Please give back, word for word, each line from the start of the entries through the one in which "fn main() ->" is found.
::: INFORMATION
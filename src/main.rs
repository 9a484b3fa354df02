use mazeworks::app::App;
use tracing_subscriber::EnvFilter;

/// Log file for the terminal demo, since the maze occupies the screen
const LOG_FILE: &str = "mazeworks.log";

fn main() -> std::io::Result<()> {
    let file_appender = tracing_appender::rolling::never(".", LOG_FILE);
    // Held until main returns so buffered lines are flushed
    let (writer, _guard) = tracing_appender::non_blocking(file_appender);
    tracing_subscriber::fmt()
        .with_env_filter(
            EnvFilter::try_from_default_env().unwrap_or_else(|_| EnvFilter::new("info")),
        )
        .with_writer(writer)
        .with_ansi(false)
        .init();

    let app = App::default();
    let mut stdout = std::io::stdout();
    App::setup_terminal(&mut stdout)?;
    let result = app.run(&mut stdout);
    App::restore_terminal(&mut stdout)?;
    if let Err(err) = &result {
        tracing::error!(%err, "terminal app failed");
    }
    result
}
::::::
▸ **EXERCISE OUTPUT**:
filename src/main.rs
repository 9a484b3fa354df02
use mazeworks::app::App;
use tracing_subscriber::EnvFilter;

/// Log file for the terminal demo, since the maze occupies the screen
const LOG_FILE: &str = "mazeworks.log";

fn main() -> std::io::Result<()> {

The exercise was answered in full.